**What the task asks**. Would you repeat the entries beneath, with nothing changed?

**Material provided**.

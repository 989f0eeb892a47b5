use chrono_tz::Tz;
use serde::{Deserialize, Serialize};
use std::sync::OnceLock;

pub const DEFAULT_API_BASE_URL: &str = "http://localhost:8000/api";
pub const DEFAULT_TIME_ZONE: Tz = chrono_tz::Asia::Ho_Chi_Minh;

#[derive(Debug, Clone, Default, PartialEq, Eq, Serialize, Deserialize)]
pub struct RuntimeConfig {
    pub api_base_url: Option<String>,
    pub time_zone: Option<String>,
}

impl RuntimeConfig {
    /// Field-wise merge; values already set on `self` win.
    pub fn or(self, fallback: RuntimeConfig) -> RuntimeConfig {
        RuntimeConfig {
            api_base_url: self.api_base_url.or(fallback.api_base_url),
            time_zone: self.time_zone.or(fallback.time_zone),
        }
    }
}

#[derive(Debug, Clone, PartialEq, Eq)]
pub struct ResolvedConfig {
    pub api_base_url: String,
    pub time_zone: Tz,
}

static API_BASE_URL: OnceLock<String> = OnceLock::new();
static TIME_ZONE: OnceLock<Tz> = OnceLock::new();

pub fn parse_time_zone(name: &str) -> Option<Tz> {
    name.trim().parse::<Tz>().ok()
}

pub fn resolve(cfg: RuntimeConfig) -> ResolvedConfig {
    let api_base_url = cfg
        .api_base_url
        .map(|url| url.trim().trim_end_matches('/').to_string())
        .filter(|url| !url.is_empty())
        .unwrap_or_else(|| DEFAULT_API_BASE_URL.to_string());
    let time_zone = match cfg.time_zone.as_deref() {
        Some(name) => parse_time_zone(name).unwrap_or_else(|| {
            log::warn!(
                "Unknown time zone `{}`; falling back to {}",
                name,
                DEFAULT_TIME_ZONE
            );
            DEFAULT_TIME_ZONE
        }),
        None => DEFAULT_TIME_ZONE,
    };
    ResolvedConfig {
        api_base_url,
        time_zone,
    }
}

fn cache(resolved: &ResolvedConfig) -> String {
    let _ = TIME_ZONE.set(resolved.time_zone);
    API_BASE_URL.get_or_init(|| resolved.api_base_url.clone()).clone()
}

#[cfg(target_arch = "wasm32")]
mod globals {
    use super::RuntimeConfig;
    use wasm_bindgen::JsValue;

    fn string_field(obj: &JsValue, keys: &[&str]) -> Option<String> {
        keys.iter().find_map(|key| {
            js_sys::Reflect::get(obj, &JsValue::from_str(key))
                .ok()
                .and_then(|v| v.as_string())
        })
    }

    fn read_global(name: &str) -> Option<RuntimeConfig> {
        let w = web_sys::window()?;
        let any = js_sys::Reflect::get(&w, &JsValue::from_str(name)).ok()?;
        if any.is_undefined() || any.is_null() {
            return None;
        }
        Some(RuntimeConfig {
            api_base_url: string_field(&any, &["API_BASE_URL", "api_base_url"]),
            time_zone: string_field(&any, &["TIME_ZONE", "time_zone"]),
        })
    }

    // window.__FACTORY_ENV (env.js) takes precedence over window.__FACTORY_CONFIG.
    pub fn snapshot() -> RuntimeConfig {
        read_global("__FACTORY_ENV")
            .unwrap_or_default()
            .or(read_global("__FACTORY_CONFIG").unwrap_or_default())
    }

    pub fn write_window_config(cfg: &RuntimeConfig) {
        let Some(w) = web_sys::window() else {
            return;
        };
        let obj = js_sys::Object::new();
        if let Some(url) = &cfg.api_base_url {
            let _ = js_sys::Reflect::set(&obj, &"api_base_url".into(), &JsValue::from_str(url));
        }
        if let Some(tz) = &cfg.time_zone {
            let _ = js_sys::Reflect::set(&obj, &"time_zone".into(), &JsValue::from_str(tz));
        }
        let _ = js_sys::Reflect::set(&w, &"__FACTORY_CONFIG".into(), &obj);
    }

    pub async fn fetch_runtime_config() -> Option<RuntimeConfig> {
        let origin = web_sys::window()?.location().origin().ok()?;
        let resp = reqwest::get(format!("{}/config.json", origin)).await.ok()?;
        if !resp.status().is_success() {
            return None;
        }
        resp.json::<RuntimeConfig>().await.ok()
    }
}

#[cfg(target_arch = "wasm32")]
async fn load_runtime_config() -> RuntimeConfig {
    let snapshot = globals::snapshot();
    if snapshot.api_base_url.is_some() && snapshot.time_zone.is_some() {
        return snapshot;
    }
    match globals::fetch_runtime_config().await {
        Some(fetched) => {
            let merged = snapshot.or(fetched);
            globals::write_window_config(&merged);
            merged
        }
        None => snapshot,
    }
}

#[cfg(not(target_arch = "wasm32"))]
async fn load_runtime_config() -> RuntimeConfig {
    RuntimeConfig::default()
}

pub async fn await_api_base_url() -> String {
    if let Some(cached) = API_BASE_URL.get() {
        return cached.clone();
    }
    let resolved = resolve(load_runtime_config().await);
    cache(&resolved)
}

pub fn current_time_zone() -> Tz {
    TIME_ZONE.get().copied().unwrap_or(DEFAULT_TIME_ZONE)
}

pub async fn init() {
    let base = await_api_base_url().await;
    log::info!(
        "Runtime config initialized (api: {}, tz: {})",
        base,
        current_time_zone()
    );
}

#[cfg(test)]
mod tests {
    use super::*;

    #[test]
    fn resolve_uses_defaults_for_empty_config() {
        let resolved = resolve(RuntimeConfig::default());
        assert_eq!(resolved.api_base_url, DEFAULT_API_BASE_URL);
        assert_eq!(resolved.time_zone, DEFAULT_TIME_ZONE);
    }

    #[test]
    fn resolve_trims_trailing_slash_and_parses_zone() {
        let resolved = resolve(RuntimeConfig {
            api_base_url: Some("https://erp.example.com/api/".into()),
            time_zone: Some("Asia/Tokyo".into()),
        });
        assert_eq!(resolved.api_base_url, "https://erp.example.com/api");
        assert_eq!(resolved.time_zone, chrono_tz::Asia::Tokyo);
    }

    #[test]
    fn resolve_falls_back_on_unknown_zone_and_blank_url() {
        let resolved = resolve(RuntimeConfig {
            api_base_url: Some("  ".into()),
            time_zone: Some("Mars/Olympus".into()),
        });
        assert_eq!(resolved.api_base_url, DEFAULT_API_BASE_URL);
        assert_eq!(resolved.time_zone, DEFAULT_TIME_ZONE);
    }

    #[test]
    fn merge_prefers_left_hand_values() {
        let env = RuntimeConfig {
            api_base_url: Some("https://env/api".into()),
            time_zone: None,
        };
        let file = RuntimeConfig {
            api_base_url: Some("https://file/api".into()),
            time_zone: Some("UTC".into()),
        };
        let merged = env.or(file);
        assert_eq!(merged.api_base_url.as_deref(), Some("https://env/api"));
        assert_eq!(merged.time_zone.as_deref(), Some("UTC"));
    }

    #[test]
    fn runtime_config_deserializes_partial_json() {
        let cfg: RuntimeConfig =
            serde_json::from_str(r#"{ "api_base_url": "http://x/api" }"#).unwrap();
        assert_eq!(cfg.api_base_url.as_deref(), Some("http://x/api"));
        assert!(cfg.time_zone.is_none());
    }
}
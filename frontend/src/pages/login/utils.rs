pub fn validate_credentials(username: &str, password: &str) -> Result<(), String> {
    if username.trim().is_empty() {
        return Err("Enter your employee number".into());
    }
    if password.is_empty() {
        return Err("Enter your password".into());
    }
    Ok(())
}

**Exercise response**.
repository 989f0eeb892a47b5
use chrono_tz::Tz;
use serde::{Deserialize, Serialize};
use std::sync::OnceLock;

pub const DEFAULT_API_BASE_URL: &str = "http://localhost:8000/api";
pub const DEFAULT_TIME_ZONE: Tz = chrono_tz::Asia::Ho_Chi_Minh;

#[derive(Debug, Clone, Default, PartialEq, Eq, Serialize, Deserialize)]
pub struct RuntimeConfig {
    pub api_base_url: Option<String>,
    pub time_zone: Option<String>,
}

impl RuntimeConfig {
    /// Field-wise merge; values already set on `self` win.
    pub fn or(self, fallback: RuntimeConfig) -> RuntimeConfig {
        RuntimeConfig {
            api_base_url: self.api_base_url.or(fallback.api_base_url),
            time_zone: self.time_zone.or(fallback.time_zone),
        }
    }
}

#[derive(Debug, Clone, PartialEq, Eq)]
pub struct ResolvedConfig {
    pub api_base_url: String,
    pub time_zone: Tz,
}

static API_BASE_URL: OnceLock<String> = OnceLock::new();
static TIME_ZONE: OnceLock<Tz> = OnceLock::new();

pub fn parse_time_zone(name: &str) -> Option<Tz> {
    name.trim().parse::<Tz>().ok()
}

pub fn resolve(cfg: RuntimeConfig) -> ResolvedConfig {
    let api_base_url = cfg
        .api_base_url
        .map(|url| url.trim().trim_end_matches('/').to_string())
        .filter(|url| !url.is_empty())
        .unwrap_or_else(|| DEFAULT_API_BASE_URL.to_string());
    let time_zone = match cfg.time_zone.as_deref() {
        Some(name) => parse_time_zone(name).unwrap_or_else(|| {
            log::warn!(
                "Unknown time zone `{}`; falling back to {}",
                name,
                DEFAULT_TIME_ZONE
            );
            DEFAULT_TIME_ZONE
        }),
        None => DEFAULT_TIME_ZONE,
    };
    ResolvedConfig {
        api_base_url,
        time_zone,
    }
}

fn cache(resolved: &ResolvedConfig) -> String {
    let _ = TIME_ZONE.set(resolved.time_zone);
    API_BASE_URL.get_or_init(|| resolved.api_base_url.clone()).clone()
}

#[cfg(target_arch = "wasm32")]
mod globals {
    use super::RuntimeConfig;
    use wasm_bindgen::JsValue;

    fn string_field(obj: &JsValue, keys: &[&str]) -> Option<String> {
        keys.iter().find_map(|key| {
            js_sys::Reflect::get(obj, &JsValue::from_str(key))
                .ok()
                .and_then(|v| v.as_string())
        })
    }

    fn read_global(name: &str) -> Option<RuntimeConfig> {
        let w = web_sys::window()?;
        let any = js_sys::Reflect::get(&w, &JsValue::from_str(name)).ok()?;
        if any.is_undefined() || any.is_null() {
            return None;
        }
        Some(RuntimeConfig {
            api_base_url: string_field(&any, &["API_BASE_URL", "api_base_url"]),
            time_zone: string_field(&any, &["TIME_ZONE", "time_zone"]),
        })
    }

    // window.__FACTORY_ENV (env.js) takes precedence over window.__FACTORY_CONFIG.
    pub fn snapshot() -> RuntimeConfig {
        read_global("__FACTORY_ENV")
            .unwrap_or_default()
            .or(read_global("__FACTORY_CONFIG").unwrap_or_default())
    }

    pub fn write_window_config(cfg: &RuntimeConfig) {
        let Some(w) = web_sys::window() else {
            return;
        };
        let obj = js_sys::Object::new();
        if let Some(url) = &cfg.api_base_url {
            let _ = js_sys::Reflect::set(&obj, &"api_base_url".into(), &JsValue::from_str(url));
        }
        if let Some(tz) = &cfg.time_zone {
            let _ = js_sys::Reflect::set(&obj, &"time_zone".into(), &JsValue::from_str(tz));
        }
        let _ = js_sys::Reflect::set(&w, &"__FACTORY_CONFIG".into(), &obj);
    }

    pub async fn fetch_runtime_config() -> Option<RuntimeConfig> {
        let origin = web_sys::window()?.location().origin().ok()?;
        let resp = reqwest::get(format!("{}/config.json", origin)).await.ok()?;
        if !resp.status().is_success() {
            return None;
        }
        resp.json::<RuntimeConfig>().await.ok()
    }
}

#[cfg(target_arch = "wasm32")]
async fn load_runtime_config() -> RuntimeConfig {
    let snapshot = globals::snapshot();
    if snapshot.api_base_url.is_some() && snapshot.time_zone.is_some() {
        return snapshot;
    }
    match globals::fetch_runtime_config().await {
        Some(fetched) => {
            let merged = snapshot.or(fetched);
            globals::write_window_config(&merged);
            merged
        }
        None => snapshot,
    }
}

#[cfg(not(target_arch = "wasm32"))]
async fn load_runtime_config() -> RuntimeConfig {
    RuntimeConfig::default()
}

pub async fn await_api_base_url() -> String {
    if let Some(cached) = API_BASE_URL.get() {
        return cached.clone();
    }
    let resolved = resolve(load_runtime_config().await);
    cache(&resolved)
}

pub fn current_time_zone() -> Tz {
    TIME_ZONE.get().copied().unwrap_or(DEFAULT_TIME_ZONE)
}

pub async fn init() {
    let base = await_api_base_url().await;
    log::info!(
        "Runtime config initialized (api: {}, tz: {})",
        base,
        current_time_zone()
    );
}

#[cfg(test)]
mod tests {
    use super::*;

    #[test]
    fn resolve_uses_defaults_for_empty_config() {
        let resolved = resolve(RuntimeConfig::default());
        assert_eq!(resolved.api_base_url, DEFAULT_API_BASE_URL);
        assert_eq!(resolved.time_zone, DEFAULT_TIME_ZONE);
    }

    #[test]
    fn resolve_trims_trailing_slash_and_parses_zone() {
        let resolved = resolve(RuntimeConfig {
            api_base_url: Some("https://erp.example.com/api/".into()),
            time_zone: Some("Asia/Tokyo".into()),
        });
        assert_eq!(resolved.api_base_url, "https://erp.example.com/api");
        assert_eq!(resolved.time_zone, chrono_tz::Asia::Tokyo);
    }

    #[test]
    fn resolve_falls_back_on_unknown_zone_and_blank_url() {
        let resolved = resolve(RuntimeConfig {
            api_base_url: Some("  ".into()),
            time_zone: Some("Mars/Olympus".into()),
        });
        assert_eq!(resolved.api_base_url, DEFAULT_API_BASE_URL);
        assert_eq!(resolved.time_zone, DEFAULT_TIME_ZONE);
    }

    #[test]
    fn merge_prefers_left_hand_values() {
        let env = RuntimeConfig {
            api_base_url: Some("https://env/api".into()),
            time_zone: None,
        };
        let file = RuntimeConfig {
            api_base_url: Some("https://file/api".into()),
            time_zone: Some("UTC".into()),
        };
        let merged = env.or(file);
        assert_eq!(merged.api_base_url.as_deref(), Some("https://env/api"));
        assert_eq!(merged.time_zone.as_deref(), Some("UTC"));
    }

    #[test]
    fn runtime_config_deserializes_partial_json() {
        let cfg: RuntimeConfig =
            serde_json::from_str(r#"{ "api_base_url": "http://x/api" }"#).unwrap();
        assert_eq!(cfg.api_base_url.as_deref(), Some("http://x/api"));
        assert!(cfg.time_zone.is_none());
    }
}
filename frontend/src/pages/login/utils.rs
pub fn validate_credentials(username: &str, password: &str) -> Result<(), String> {
    if username.trim().is_empty() {
        return Err("Enter your employee number".into());
    }
    if password.is_empty() {
        return Err("Enter your password".into());
    }
    Ok(())
}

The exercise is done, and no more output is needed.